Veteran photojournalist Jason Plotkin got some disappointing news the day before Thanksgiving — he had suffered a detached retina. That’s not good news for someone whose livelihood demands a sharp eye.
Then came another setback. Jason needed surgery to repair the detachments. Post-surgery, he was ordered to lay in bed, on his side, often for as much as 50 minutes per hour, for several weeks. If you know Jason and have experienced his energy, you can begin to imagine how difficult it was for him to be off his feet — and away from his camera — for that long.
“Don’t worry,” he assured me, “if breaking news happens in my wife’s closet, I’m your guy.”
It wasn’t until Christmas week that Jason returned to work full time. And the vision in his left eye — his non-shooting eye — will continue to be fuzzy for months as it heals. But if you think Jason came back rusty, think again.
Two days after Christmas, Jason and reporter Ted Czech told the story of a family that lost a dog, and most everything else, in a house fire.
Jason’s video tells the story of a victim who felt he had not done enough to protect his family.
The next morning, another fire, and Jason was there in the thick of it. This image was among the best from the scene.
And then there was this video interview with a victim who had come home from a quick trip to the store to find her home ablaze.
The very next day, a snowstorm led to a 14-vehicle crash that closed Interstate 83, stranding travelers on a holiday weekend. Jason was en route again, traversing snowy fields with reporter Angie Mason to get to the scene. And the image he captured quickly resonated far beyond York County.
This photo, of a girl making the most of a bad situation immediately went viral. Using a mobile tablet connected to his camera, Jason tweeted the photo from the scene, and it was soon retweeted nearly 40 times.
We posted the photo on our YDR Facebook page, with a link to a story about the crash. Our followers began sharing it right away. At last check, the post had 209 shares, 487 likes and 34 comments. According to Insights, it reached 4,607 people, 1,061 of those were viral connections.

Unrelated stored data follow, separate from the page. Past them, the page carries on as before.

use serde::Serialize;
use tracing::warn;

use super::group::Children;
use super::{Preference, PreferenceKind};
use crate::constants::{color::NO_SWATCH, suffix};
use crate::store::{PreferenceStore, StoreEditor};

/// An ARGB color, optionally tagged with the swatch it was picked from
#[derive(Debug, Clone, Copy, PartialEq, Eq, Serialize)]
pub struct ColorItem {
    pub color: i32,
    /// Palette index, or -1 for a free color
    pub swatch: i32,
    /// Position within the palette, or -1 for a free color
    pub swatch_position: i32,
}

impl Default for ColorItem {
    fn default() -> Self {
        Self::new(0)
    }
}

pub fn swatch_key(key: &str) -> String {
    format!("{key}{}", suffix::SWATCH)
}

pub fn swatch_position_key(key: &str) -> String {
    format!("{key}{}", suffix::SWATCH_POSITION)
}

impl ColorItem {
    pub fn new(color: i32) -> Self {
        Self {
            color,
            swatch: NO_SWATCH,
            swatch_position: NO_SWATCH,
        }
    }

    pub fn from_swatch(color: i32, swatch: i32, swatch_position: i32) -> Self {
        Self {
            color,
            swatch,
            swatch_position,
        }
    }

    pub fn is_from_swatch(&self) -> bool {
        self.swatch != NO_SWATCH && self.swatch_position != NO_SWATCH
    }

    /// Forget the swatch origin, keeping the color
    pub fn clear_swatch(&mut self) {
        self.swatch = NO_SWATCH;
        self.swatch_position = NO_SWATCH;
    }

    /// Swatch fields are not carried over from the previous value
    pub(crate) fn load(&mut self, key: &str, store: &dyn PreferenceStore) {
        self.color = store.get_int(key, self.color);
        self.swatch = store.get_int(&swatch_key(key), NO_SWATCH);
        self.swatch_position = store.get_int(&swatch_position_key(key), NO_SWATCH);
    }

    pub(crate) fn save(&self, key: &str, editor: &mut StoreEditor) {
        editor.put_int(key, self.color);
        editor.put_int(swatch_key(key), self.swatch);
        editor.put_int(swatch_position_key(key), self.swatch_position);
    }
}

#[derive(Debug, Clone, Default, PartialEq, Serialize)]
pub struct ColorPreference {
    pub color: ColorItem,
    pub alpha_enabled: bool,
}

impl ColorPreference {
    pub fn new(color: ColorItem) -> Self {
        Self {
            color,
            alpha_enabled: false,
        }
    }

    pub fn update(&mut self, color: i32, swatch: i32, swatch_position: i32) {
        self.color = ColorItem::from_swatch(color, swatch, swatch_position);
    }
}

/// Several colors edited together, e.g. a theme palette.
/// Children are always `Color` preferences and share the group namespace.
#[derive(Debug, Clone, Default, PartialEq, Serialize)]
pub struct ColorPreferenceGroup {
    pub alpha_enabled: bool,
    pub colors: Children,
}

impl ColorPreferenceGroup {
    /// Non-color entries are dropped. `alpha_enabled` on the group forces
    /// alpha on every child.
    pub fn new(colors: Vec<Preference>, alpha_enabled: bool) -> Self {
        let colors = colors
            .into_iter()
            .filter_map(|mut pref| match &mut pref.kind {
                PreferenceKind::Color(color) => {
                    if alpha_enabled {
                        color.alpha_enabled = true;
                    }
                    Some(pref)
                }
                _ => {
                    warn!(key = %pref.key, kind = pref.type_name(), "Dropping non-color entry from color group");
                    None
                }
            })
            .collect();

        Self {
            alpha_enabled,
            colors: Children::new(colors),
        }
    }

    pub(crate) fn notify_update(&mut self, mut updated: Preference) -> Option<usize> {
        let PreferenceKind::Color(color) = &mut updated.kind else {
            warn!(key = %updated.key, kind = updated.type_name(), "Color group only accepts color updates");
            return None;
        };
        if self.alpha_enabled {
            color.alpha_enabled = true;
        }
        self.colors.notify_update(updated)
    }
}

#[cfg(test)]
mod tests {
    use super::*;
    use crate::store::MemoryStore;

    fn color(key: &str, value: i32) -> Preference {
        Preference::new(key, PreferenceKind::Color(ColorPreference::new(ColorItem::new(value))))
    }

    #[test]
    fn test_color_item_defaults_to_free_color() {
        let item = ColorItem::new(0x11223344);
        assert_eq!(item.swatch, -1);
        assert_eq!(item.swatch_position, -1);
        assert!(!item.is_from_swatch());
    }

    #[test]
    fn test_color_item_save_then_load() {
        let item = ColorItem::from_swatch(0xFF_FF_00_FF_u32 as i32, 3, 7);
        let mut store = MemoryStore::new();
        let mut editor = StoreEditor::new();
        item.save("accent", &mut editor);
        store.commit(editor).unwrap();

        assert_eq!(store.get_int("accent_swatch", 0), 3);
        assert_eq!(store.get_int("accent_swatch_position", 0), 7);

        let mut loaded = ColorItem::new(0);
        loaded.load("accent", &store);
        assert_eq!(loaded, item);
    }

    #[test]
    fn test_load_without_swatch_resets_to_free_color() {
        let mut store = MemoryStore::new();
        let mut editor = StoreEditor::new();
        editor.put_int("accent", 42);
        store.commit(editor).unwrap();

        let mut item = ColorItem::from_swatch(1, 2, 3);
        item.load("accent", &store);
        assert_eq!(item, ColorItem::new(42));
    }

    #[test]
    fn test_group_alpha_applies_to_children() {
        let group = ColorPreferenceGroup::new(vec![color("a", 1), color("b", 2)], true);
        assert!(group.colors.iter().all(|pref| match &pref.kind {
            PreferenceKind::Color(color) => color.alpha_enabled,
            _ => false,
        }));
    }

    #[test]
    fn test_group_drops_non_color_children() {
        let group = ColorPreferenceGroup::new(
            vec![color("a", 1), Preference::new("oops", PreferenceKind::Simple)],
            false,
        );
        assert_eq!(group.colors.len(), 1);
    }

    #[test]
    fn test_group_notify_update() {
        let mut group = ColorPreferenceGroup::new(vec![color("a", 1), color("b", 2)], false);
        assert_eq!(group.notify_update(color("b", 99)), Some(1));
        assert_eq!(group.notify_update(color("missing", 5)), None);
        assert_eq!(
            group.notify_update(Preference::new("a", PreferenceKind::Simple)),
            None
        );

        match &group.colors.get(1).unwrap().kind {
            PreferenceKind::Color(color) => assert_eq!(color.color.color, 99),
            other => panic!("unexpected kind {other:?}"),
        }
    }
}
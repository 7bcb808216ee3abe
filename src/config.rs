use anyhow::{Context, Result};
use std::env;
use std::fs;
use std::path::PathBuf;
use tracing::{Level, info};

use crate::resources::{LiteralResources, ResourceResolver, ResourceTable};
use crate::store::JsonFileStore;

/// Environment variable overriding the log level
pub const LOG_LEVEL_VAR: &str = "LOG_LEVEL";

/// Environment variable overriding the store directory
pub const STORE_DIR_VAR: &str = "PREFS_TREE_STORE_DIR";

/// Settings for one CLI invocation.
/// Command-line flags win over environment variables, which win over defaults.
#[derive(Debug, Clone)]
pub struct RunConfig {
    pub store_dir: PathBuf,
    /// JSON resource table for `@type/name` references
    pub resources: Option<PathBuf>,
    pub log_level: Level,
    /// Requested level name that was not recognised; logged once the
    /// subscriber is installed
    pub unknown_log_level: Option<String>,
}

impl RunConfig {
    pub fn resolve(
        store_dir: Option<PathBuf>,
        resources: Option<PathBuf>,
        log_level: Option<&str>,
    ) -> Self {
        let store_dir = store_dir
            .or_else(|| env::var_os(STORE_DIR_VAR).map(PathBuf::from))
            .unwrap_or_else(JsonFileStore::default_dir);

        let requested = match log_level {
            Some(level) => level.to_string(),
            None => env::var(LOG_LEVEL_VAR).unwrap_or_else(|_| "info".to_string()),
        };
        let (log_level, unknown_log_level) = match parse_level(&requested) {
            Some(level) => (level, None),
            None => (Level::INFO, Some(requested)),
        };

        Self {
            store_dir,
            resources,
            log_level,
            unknown_log_level,
        }
    }

    /// Resource table from `resources`, or literal-only resolution
    pub fn load_resources(&self) -> Result<Box<dyn ResourceResolver + Send + Sync>> {
        let Some(path) = &self.resources else {
            return Ok(Box::new(LiteralResources));
        };
        let text = fs::read_to_string(path)
            .with_context(|| format!("Failed to read resources from {}", path.display()))?;
        let table = ResourceTable::from_json(&text)
            .with_context(|| format!("Failed to parse resources in {}", path.display()))?;
        info!(path = %path.display(), "Loaded resource table");
        Ok(Box::new(table))
    }

    pub fn open_store(&self, namespace: &str) -> Result<JsonFileStore> {
        JsonFileStore::open(&self.store_dir, namespace).with_context(|| {
            format!(
                "Failed to open store '{namespace}' in {}",
                self.store_dir.display()
            )
        })
    }
}

pub fn parse_level(text: &str) -> Option<Level> {
    match text.trim().to_lowercase().as_str() {
        "trace" => Some(Level::TRACE),
        "debug" => Some(Level::DEBUG),
        "info" => Some(Level::INFO),
        "warn" => Some(Level::WARN),
        "error" => Some(Level::ERROR),
        _ => None,
    }
}
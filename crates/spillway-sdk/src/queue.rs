use std::sync::Arc;

use async_trait::async_trait;
use spillway_core::{Message, MessageAttributeValue, MessageAttributes};

use crate::error::QueueError;

/// A message to put on the queue.
#[derive(Debug, Clone, Default, PartialEq, Eq)]
pub struct SendMessageRequest {
    pub body: String,
    pub message_attributes: MessageAttributes,
}

impl SendMessageRequest {
    pub fn new(body: impl Into<String>) -> Self {
        Self {
            body: body.into(),
            message_attributes: MessageAttributes::new(),
        }
    }

    pub fn with_attribute(mut self, name: impl Into<String>, value: MessageAttributeValue) -> Self {
        self.message_attributes.insert(name.into(), value);
        self
    }
}

#[derive(Debug, Clone, PartialEq, Eq)]
pub struct SendMessageResult {
    pub message_id: String,
}

/// Parameters of a receive call.
#[derive(Debug, Clone, Default, PartialEq, Eq)]
pub struct ReceiveMessageRequest {
    /// Upper bound on the batch size; the transport picks its default when unset.
    pub max_messages: Option<u32>,
    /// Transport attributes to return with each message.
    pub attribute_names: Vec<String>,
    /// Message attributes to return with each message. `All` or `.*` selects every attribute.
    pub message_attribute_names: Vec<String>,
}

impl ReceiveMessageRequest {
    pub fn new() -> Self {
        Self::default()
    }

    pub fn with_max_messages(mut self, max_messages: u32) -> Self {
        self.max_messages = Some(max_messages);
        self
    }

    pub fn with_message_attribute_name(mut self, name: impl Into<String>) -> Self {
        self.message_attribute_names.push(name.into());
        self
    }

    pub fn with_attribute_name(mut self, name: impl Into<String>) -> Self {
        self.attribute_names.push(name.into());
        self
    }
}

#[derive(Debug, Clone, Default, PartialEq, Eq)]
pub struct ReceiveMessageResult {
    pub messages: Vec<Message>,
}

/// The queue operations the extended client builds on.
///
/// Implementations own transport, retries and authentication; the extended
/// client only rewrites requests and results around these three calls.
#[async_trait]
pub trait QueueClient: Send + Sync {
    async fn send(&self, request: SendMessageRequest) -> Result<SendMessageResult, QueueError>;

    async fn receive(
        &self,
        request: ReceiveMessageRequest,
    ) -> Result<ReceiveMessageResult, QueueError>;

    async fn delete(&self, receipt_handle: &str) -> Result<(), QueueError>;
}

#[async_trait]
impl<T: QueueClient + ?Sized> QueueClient for Arc<T> {
    async fn send(&self, request: SendMessageRequest) -> Result<SendMessageResult, QueueError> {
        (**self).send(request).await
    }

    async fn receive(
        &self,
        request: ReceiveMessageRequest,
    ) -> Result<ReceiveMessageResult, QueueError> {
        (**self).receive(request).await
    }

    async fn delete(&self, receipt_handle: &str) -> Result<(), QueueError> {
        (**self).delete(receipt_handle).await
    }
}
mod client;
mod error;
mod memory;
mod queue;

pub use client::{ExtendedQueueClient, ReceiveBatch};
pub use error::{DeleteError, MessageFailure, QueueError, ReceiveError, ResolveError, SendError};
pub use memory::MemoryQueue;
pub use queue::{
    QueueClient, ReceiveMessageRequest, ReceiveMessageResult, SendMessageRequest,
    SendMessageResult,
};

/// Re-export the core types for callers that only depend on the SDK.
pub use spillway_core;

Insights show that 1,392 stories were created from the post and 1,700 people engaged with it.
AP picked up the photo, and later that day we saw it featured among the “photos of the day” packages on news sites as far away as Seattle. A local soldier stationed in Kuwait wrote to tell us he had seen the photo in the Stars and Stripes newspaper delivered to servicemen abroad. This after he had also seen it on our Facebook page on the day of the storm.

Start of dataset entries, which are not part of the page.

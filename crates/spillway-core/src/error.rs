use crate::pointer::PointerScheme;

/// Errors raised by the blob transport behind an [`ObjectStore`](crate::ObjectStore).
///
/// This is the infrastructure error of the store layer: a blob transport can
/// only report a missing object or an unreachable backend.
#[derive(Debug, Clone, PartialEq, Eq, thiserror::Error)]
pub enum ObjectStoreError {
    #[error("object not found: {bucket}/{key}")]
    NotFound { bucket: String, key: String },

    #[error("object store unavailable: {0}")]
    Unavailable(String),
}

/// Errors raised by a [`PayloadStore`](crate::PayloadStore) and by pointer parsing.
#[derive(Debug, Clone, PartialEq, Eq, thiserror::Error)]
pub enum PayloadError {
    #[error("malformed payload pointer: {0}")]
    MalformedPointer(String),

    #[error("payload not found: {0}")]
    NotFound(String),

    #[error("payload store unavailable: {0}")]
    StoreUnavailable(String),

    #[error("payload store handles {expected} pointers, received {actual} pointer")]
    TypeMismatch {
        expected: PointerScheme,
        actual: PointerScheme,
    },
}

impl From<ObjectStoreError> for PayloadError {
    fn from(err: ObjectStoreError) -> Self {
        match err {
            ObjectStoreError::NotFound { bucket, key } => {
                PayloadError::NotFound(format!("{bucket}/{key}"))
            }
            ObjectStoreError::Unavailable(msg) => PayloadError::StoreUnavailable(msg),
        }
    }
}

/// Errors raised while reading an [`OffloadConfig`](crate::OffloadConfig).
#[derive(Debug, thiserror::Error)]
pub enum ConfigError {
    #[error("invalid config syntax: {0}")]
    Parse(#[from] toml::de::Error),

    #[error("invalid config value: {0}")]
    InvalidValue(String),
}

pub type ObjectStoreResult<T> = std::result::Result<T, ObjectStoreError>;
pub type PayloadResult<T> = std::result::Result<T, PayloadError>;
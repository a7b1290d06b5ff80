mod helpers;

use std::collections::HashSet;
use std::sync::Arc;

use helpers::{attributes, MemoryHarness, ObjectHarness, BUCKET};
use spillway_core::{
    MessageAttributeValue, OffloadConfig, PayloadError, PayloadPointer, RESERVED_ATTRIBUTE_NAME,
};
use spillway_sdk::{QueueError, SendError, SendMessageRequest};

#[tokio::test]
async fn oversized_body_is_offloaded() {
    let h = ObjectHarness::with_threshold(10);

    h.client
        .send(SendMessageRequest::new("hello world"))
        .await
        .unwrap();

    let sent = h.queue.sent();
    assert_eq!(sent.len(), 1);
    let pointer = PayloadPointer::parse(&sent[0].body).unwrap();
    assert_eq!(pointer.store_id(), BUCKET);
    assert_eq!(sent[0].body, pointer.serialize());
    assert_eq!(
        h.objects.object(BUCKET, pointer.key()).as_deref(),
        Some(&b"hello world"[..])
    );
    assert_eq!(
        sent[0].message_attributes.get(RESERVED_ATTRIBUTE_NAME),
        Some(&MessageAttributeValue::number(11))
    );
    assert_eq!(h.objects.put_count(), 1);
}

#[tokio::test]
async fn small_body_is_sent_unchanged() {
    let h = MemoryHarness::with_threshold(10);

    h.client.send(SendMessageRequest::new("hi")).await.unwrap();

    assert_eq!(h.store.store_count(), 0);
    let sent = h.queue.sent();
    assert_eq!(sent, vec![SendMessageRequest::new("hi")]);
}

#[tokio::test]
async fn threshold_is_inclusive() {
    let h = MemoryHarness::with_threshold(10);

    h.client
        .send(SendMessageRequest::new("0123456789"))
        .await
        .unwrap();
    assert_eq!(h.store.store_count(), 0, "exactly at threshold stays inline");

    h.client
        .send(SendMessageRequest::new("0123456789a"))
        .await
        .unwrap();
    assert_eq!(h.store.store_count(), 1, "one byte over is offloaded");
}

#[tokio::test]
async fn attributes_count_toward_message_size() {
    let h = MemoryHarness::with_threshold(10);
    let request = SendMessageRequest::new("body")
        .with_attribute("trace", MessageAttributeValue::string("abc"));

    h.client.send(request).await.unwrap();

    assert_eq!(h.store.store_count(), 1);
    let sent = &h.queue.sent()[0];
    assert_eq!(
        sent.message_attributes.get("trace"),
        Some(&MessageAttributeValue::string("abc")),
        "caller attributes travel with the pointer"
    );
    assert_eq!(
        sent.message_attributes.get(RESERVED_ATTRIBUTE_NAME),
        Some(&MessageAttributeValue::number(4))
    );
}

#[tokio::test]
async fn body_size_is_measured_in_utf8_bytes() {
    let h = MemoryHarness::with_threshold(10);

    // five two-byte characters: 10 bytes
    h.client
        .send(SendMessageRequest::new("ééééé"))
        .await
        .unwrap();
    assert_eq!(h.store.store_count(), 0);

    h.client
        .send(SendMessageRequest::new("éééééé"))
        .await
        .unwrap();
    assert_eq!(h.store.store_count(), 1);
    assert_eq!(
        h.queue.sent()[1].message_attributes[RESERVED_ATTRIBUTE_NAME],
        MessageAttributeValue::number(12)
    );
}

#[tokio::test]
async fn oversized_attributes_are_rejected_before_any_call() {
    let h = MemoryHarness::with_threshold(10);
    let request =
        SendMessageRequest::new("x").with_attribute("name", MessageAttributeValue::string("1234567"));

    let err = h.client.send(request).await.unwrap_err();

    assert!(matches!(err, SendError::InvalidArgument(_)), "got {err:?}");
    assert_eq!(h.store.store_count(), 0);
    assert!(h.queue.sent().is_empty());
}

#[tokio::test]
async fn reserved_attribute_name_is_rejected() {
    let h = MemoryHarness::with_threshold(1024);
    let request = SendMessageRequest::new("x")
        .with_attribute(RESERVED_ATTRIBUTE_NAME, MessageAttributeValue::number(1));

    let err = h.client.send(request).await.unwrap_err();

    assert!(matches!(err, SendError::InvalidArgument(_)), "got {err:?}");
    assert!(err.to_string().contains(RESERVED_ATTRIBUTE_NAME));
    assert!(h.queue.sent().is_empty());
}

#[tokio::test]
async fn attribute_count_leaves_room_for_marker() {
    let h = MemoryHarness::with_threshold(1024);

    let mut at_limit = SendMessageRequest::new("x".repeat(2000));
    at_limit.message_attributes = attributes(10);
    let err = h.client.send(at_limit).await.unwrap_err();
    assert!(matches!(err, SendError::InvalidArgument(_)), "got {err:?}");
    assert_eq!(h.store.store_count(), 0);

    let mut below_limit = SendMessageRequest::new("x".repeat(2000));
    below_limit.message_attributes = attributes(9);
    h.client.send(below_limit).await.unwrap();
    assert_eq!(h.store.store_count(), 1);
    assert_eq!(h.queue.sent()[0].message_attributes.len(), 10);
}

#[tokio::test]
async fn store_failure_aborts_send() {
    let h = ObjectHarness::with_threshold(10);
    h.objects.set_unavailable(true);

    let err = h
        .client
        .send(SendMessageRequest::new("hello world"))
        .await
        .unwrap_err();

    assert!(
        matches!(err, SendError::Payload(PayloadError::StoreUnavailable(_))),
        "got {err:?}"
    );
    assert!(h.queue.sent().is_empty());
}

#[tokio::test]
async fn queue_failure_removes_stored_payload() {
    let h = ObjectHarness::with_threshold(10);
    h.queue.set_unavailable(true);

    let err = h
        .client
        .send(SendMessageRequest::new("hello world"))
        .await
        .unwrap_err();

    assert!(
        matches!(err, SendError::Queue(QueueError::Unavailable(_))),
        "got {err:?}"
    );
    assert_eq!(h.objects.put_count(), 1);
    assert!(h.objects.is_empty(), "payload of the unsent message is removed");
}

#[tokio::test]
async fn default_threshold_is_256_kib() {
    let h = ObjectHarness::with_config(OffloadConfig::default());

    h.client
        .send(SendMessageRequest::new("a".repeat(256 * 1024)))
        .await
        .unwrap();
    assert_eq!(h.objects.put_count(), 0);

    h.client
        .send(SendMessageRequest::new("a".repeat(256 * 1024 + 1)))
        .await
        .unwrap();
    assert_eq!(h.objects.put_count(), 1);
}

#[tokio::test]
async fn concurrent_sends_get_distinct_keys() {
    let h = ObjectHarness::with_threshold(4);
    let client = Arc::new(h.client);

    let mut handles = Vec::new();
    for i in 0..32 {
        let client = client.clone();
        handles.push(tokio::spawn(async move {
            client
                .send(SendMessageRequest::new(format!("payload number {i}")))
                .await
                .unwrap()
        }));
    }
    for handle in handles {
        handle.await.unwrap();
    }

    let keys: HashSet<String> = h
        .queue
        .sent()
        .iter()
        .map(|req| PayloadPointer::parse(&req.body).unwrap().key().to_string())
        .collect();
    assert_eq!(keys.len(), 32);
    assert_eq!(h.objects.len(), 32);
}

And at a time when the aftermath of Newtown was blending with the impending fiscal cliff, we found inspiration in the photo that we shared with our readers here.
The day after the storm, Jason rested. But just for one day. The next, he was preserving the moment as York rang in the new year. And with our newsroom enduring its own share of illness, sadness and death in 2012, these repeated efforts from a blurry-eyed photographer were a much-needed spark as we enter 2013.